YOUR ASSIGNMENT
Up to and including the line that contains "fn color(pixel: Rgb)", return every line from the start of the data, unchanged.

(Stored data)
++++

//! Half-block presentation of a [`Surface`] on a truecolor terminal.
//!
//! Every cell shows two pixel rows: the `▀` glyph is drawn in the top pixel's color
//! over a background of the bottom pixel's color. Only cells that changed since the
//! previous frame are written.

use crossterm::{
    cursor::MoveTo,
    queue,
    style::{Color, Print, ResetColor, SetBackgroundColor, SetForegroundColor},
};
use std::io::{self, Write};

use crate::render::{Rgb, Surface};

const UPPER_HALF_BLOCK: char = '▀';

/// Pixel size of a surface that exactly covers `cols × rows` cells.
pub fn surface_size(cols: u16, rows: u16) -> (u32, u32) {
    (cols as u32, rows as u32 * 2)
}

/// Pixel under the top half of a cell, for hit testing mouse events.
pub fn cell_to_pixel(col: u16, row: u16) -> (i32, i32) {
    (col as i32, row as i32 * 2)
}

fn color(pixel: Rgb) -> Color {
    Color::Rgb {
        r: pixel.r,
        g: pixel.g,
        b: pixel.b,
    }
}

#[derive(Debug, Default)]
pub struct Presenter {
    /// Cells as last written, `(top, bottom)` per cell in row-major order.
    previous: Vec<(Rgb, Rgb)>,
    cols: u16,
    rows: u16,
}

impl Presenter {
    pub fn new() -> Self {
        Self::default()
    }

    /// Forget what is on screen so the next frame is written in full.
    pub fn reset(&mut self) {
        self.previous.clear();
    }

    /// Write `surface` to `out` and flush.
    pub fn present<W: Write>(&mut self, out: &mut W, surface: &Surface) -> io::Result<()> {
        let cols = surface.width().min(u16::MAX as u32) as u16;
        let rows = surface.height().div_ceil(2).min(u16::MAX as u32) as u16;
        let cell_count = cols as usize * rows as usize;

        if self.cols != cols || self.rows != rows || self.previous.len() != cell_count {
            self.cols = cols;
            self.rows = rows;
            self.previous.clear();
        }
        let full = self.previous.is_empty();
        if full {
            self.previous = vec![(Rgb::BLACK, Rgb::BLACK); cell_count];
        }

        let mut colors: Option<(Rgb, Rgb)> = None;
        for row in 0..rows {
            // Cursor position after the last write in this row, if it is contiguous.
            let mut cursor_col: Option<u16> = None;
            for col in 0..cols {
                let x = col as u32;
                let top = surface.get(x, row as u32 * 2).unwrap_or_default();
                let bottom = surface.get(x, row as u32 * 2 + 1).unwrap_or(top);
                let index = row as usize * cols as usize + col as usize;

                if !full && self.previous[index] == (top, bottom) {
                    continue;
                }
                self.previous[index] = (top, bottom);

                if cursor_col != Some(col) {
                    queue!(out, MoveTo(col, row))?;
                }
                if colors != Some((top, bottom)) {
                    queue!(
                        out,
                        SetForegroundColor(color(top)),
                        SetBackgroundColor(color(bottom))
                    )?;
                    colors = Some((top, bottom));
                }
                queue!(out, Print(UPPER_HALF_BLOCK))?;
                cursor_col = Some(col + 1);
            }
        }

        if colors.is_some() {
            queue!(out, ResetColor)?;
        }
        out.flush()
    }
}

#[cfg(test)]
mod tests {
    use super::*;

    fn blocks(output: &[u8]) -> usize {
        String::from_utf8_lossy(output)
            .chars()
            .filter(|&c| c == UPPER_HALF_BLOCK)
            .count()
    }

    #[test]
    fn test_geometry_helpers() {
        assert_eq!(surface_size(80, 24), (80, 48));
        assert_eq!(cell_to_pixel(10, 5), (10, 10));
    }

    #[test]
    fn test_first_frame_writes_every_cell() {
        let mut presenter = Presenter::new();
        let surface = Surface::new(4, 6);
        let mut out = Vec::<u8>::new();
        presenter.present(&mut out, &surface).unwrap();
        assert_eq!(blocks(&out), 12);
    }

    #[test]
    fn test_unchanged_frame_writes_nothing() {
        let mut presenter = Presenter::new();
        let surface = Surface::new(4, 4);
        presenter.present(&mut Vec::<u8>::new(), &surface).unwrap();

        let mut out = Vec::<u8>::new();
        presenter.present(&mut out, &surface).unwrap();
        assert_eq!(blocks(&out), 0);
    }

    #[test]
    fn test_only_changed_cells_are_rewritten() {
        let mut presenter = Presenter::new();
        let mut surface = Surface::new(4, 4);
        presenter.present(&mut Vec::<u8>::new(), &surface).unwrap();

        // Bottom pixel of cell (2, 1).
        surface.set(2, 3, Rgb::new(200, 10, 10));
        let mut out = Vec::<u8>::new();
        presenter.present(&mut out, &surface).unwrap();

        assert_eq!(blocks(&out), 1);
        let text = String::from_utf8_lossy(&out);
        assert!(text.contains("48;2;200;10;10"), "{text:?}");
    }

    #[test]
    fn test_reset_and_resize_force_full_frame() {
        let mut presenter = Presenter::new();
        let surface = Surface::new(3, 2);
        presenter.present(&mut Vec::<u8>::new(), &surface).unwrap();

        presenter.reset();
        let mut out = Vec::<u8>::new();
        presenter.present(&mut out, &surface).unwrap();
        assert_eq!(blocks(&out), 3);

        let larger = Surface::new(5, 4);
        let mut out = Vec::<u8>::new();
        presenter.present(&mut out, &larger).unwrap();
        assert_eq!(blocks(&out), 10);
    }

    #[test]
    fn test_odd_height_repeats_last_row() {
        let mut presenter = Presenter::new();
        let mut surface = Surface::new(1, 3);
        surface.set(0, 2, Rgb::new(9, 9, 9));
        let mut out = Vec::<u8>::new();
        presenter.present(&mut out, &surface).unwrap();

        assert_eq!(blocks(&out), 2);
        let text = String::from_utf8_lossy(&out);
        assert!(text.contains("38;2;9;9;9"));
        assert!(text.contains("48;2;9;9;9"));
    }
}
//! Lock file management for single-instance enforcement.
//!
//! The interactive host holds an exclusive `fs2` lock on a file in the runtime directory
//! for as long as it runs. The kernel drops the lock when the process dies, so a lock
//! that can be acquired is never stale; the PID written into the file is only used to
//! tell the user which process holds it.

use anyhow::{Context, Result, bail};
use fs2::FileExt;
use std::fs::{File, OpenOptions};
use std::io::{Seek, SeekFrom, Write};
use std::path::{Path, PathBuf};

use crate::common::constants::LOCK_FILE_NAME;

/// An acquired instance lock.
///
/// Released explicitly with [`LockFile::release`], or on drop if an early return skips
/// that call.
#[derive(Debug)]
pub struct LockFile {
    file: File,
    path: PathBuf,
    released: bool,
}

impl LockFile {
    pub fn path(&self) -> &Path {
        &self.path
    }

    /// Unlock and remove the lock file.
    pub fn release(mut self) -> Result<()> {
        self.unlock_and_remove()
    }

    fn unlock_and_remove(&mut self) -> Result<()> {
        if self.released {
            return Ok(());
        }
        self.released = true;

        FileExt::unlock(&self.file)
            .with_context(|| format!("Failed to unlock {}", self.path.display()))?;
        std::fs::remove_file(&self.path)
            .with_context(|| format!("Failed to remove {}", self.path.display()))?;
        Ok(())
    }
}

impl Drop for LockFile {
    fn drop(&mut self) {
        if let Err(e) = self.unlock_and_remove() {
            log_warning!("Failed to release the lock file: {e}");
        }
    }
}

/// `$XDG_RUNTIME_DIR/vivace.lock`, falling back to `/tmp`.
pub fn default_lock_path() -> PathBuf {
    let runtime_dir = std::env::var("XDG_RUNTIME_DIR").unwrap_or_else(|_| "/tmp".to_string());
    Path::new(&runtime_dir).join(LOCK_FILE_NAME)
}

/// Take the instance lock at `path` without blocking.
///
/// Fails if another process already holds it, naming that process when its PID can be
/// read from the file.
pub fn acquire_lock(path: &Path) -> Result<LockFile> {
    // Do not truncate before locking: the holder's PID must stay readable.
    let mut file = OpenOptions::new()
        .read(true)
        .write(true)
        .create(true)
        .truncate(false)
        .open(path)
        .with_context(|| format!("Failed to open lock file {}", path.display()))?;

    if file.try_lock_exclusive().is_err() {
        match read_holder_pid(path) {
            Some(pid) => bail!("vivace is already running (PID: {pid})"),
            None => bail!("vivace is already running"),
        }
    }

    file.set_len(0)?;
    file.seek(SeekFrom::Start(0))?;
    writeln!(file, "{}", std::process::id())?;
    file.flush()?;

    Ok(LockFile {
        file,
        path: path.to_path_buf(),
        released: false,
    })
}

fn read_holder_pid(path: &Path) -> Option<u32> {
    std::fs::read_to_string(path)
        .ok()?
        .lines()
        .next()?
        .trim()
        .parse()
        .ok()
}

#[cfg(test)]
mod tests {
    use super::*;
    use tempfile::tempdir;

    #[test]
    fn test_acquire_writes_pid() {
        let dir = tempdir().unwrap();
        let path = dir.path().join(LOCK_FILE_NAME);

        let lock = acquire_lock(&path).unwrap();
        assert_eq!(lock.path(), path);
        assert_eq!(read_holder_pid(&path), Some(std::process::id()));

        lock.release().unwrap();
        assert!(!path.exists());
    }

    #[test]
    fn test_second_acquire_fails_while_held() {
        let dir = tempdir().unwrap();
        let path = dir.path().join(LOCK_FILE_NAME);

        let lock = acquire_lock(&path).unwrap();
        let err = acquire_lock(&path).unwrap_err();
        assert!(err.to_string().contains("already running"));
        assert!(err.to_string().contains(&std::process::id().to_string()));

        lock.release().unwrap();
        let again = acquire_lock(&path).unwrap();
        again.release().unwrap();
    }

    #[test]
    fn test_dropped_lock_is_released() {
        let dir = tempdir().unwrap();
        let path = dir.path().join(LOCK_FILE_NAME);

        {
            let _lock = acquire_lock(&path).unwrap();
            assert!(path.exists());
        }
        assert!(!path.exists());

        let again = acquire_lock(&path).unwrap();
        again.release().unwrap();
        assert!(!path.exists());
    }

    #[test]
    fn test_leftover_file_is_reused() {
        let dir = tempdir().unwrap();
        let path = dir.path().join(LOCK_FILE_NAME);
        std::fs::write(&path, "999999\nstale\n").unwrap();

        let lock = acquire_lock(&path).unwrap();
        let content = std::fs::read_to_string(&path).unwrap();
        assert_eq!(content, format!("{}\n", std::process::id()));
        lock.release().unwrap();
    }
}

++++

REPLY
//! Half-block presentation of a [`Surface`] on a truecolor terminal.
//!
//! Every cell shows two pixel rows: the `▀` glyph is drawn in the top pixel's color
//! over a background of the bottom pixel's color. Only cells that changed since the
//! previous frame are written.

use crossterm::{
    cursor::MoveTo,
    queue,
    style::{Color, Print, ResetColor, SetBackgroundColor, SetForegroundColor},
};
use std::io::{self, Write};

use crate::render::{Rgb, Surface};

const UPPER_HALF_BLOCK: char = '▀';

/// Pixel size of a surface that exactly covers `cols × rows` cells.
pub fn surface_size(cols: u16, rows: u16) -> (u32, u32) {
    (cols as u32, rows as u32 * 2)
}

/// Pixel under the top half of a cell, for hit testing mouse events.
pub fn cell_to_pixel(col: u16, row: u16) -> (i32, i32) {
    (col as i32, row as i32 * 2)
}

fn color(pixel: Rgb) -> Color {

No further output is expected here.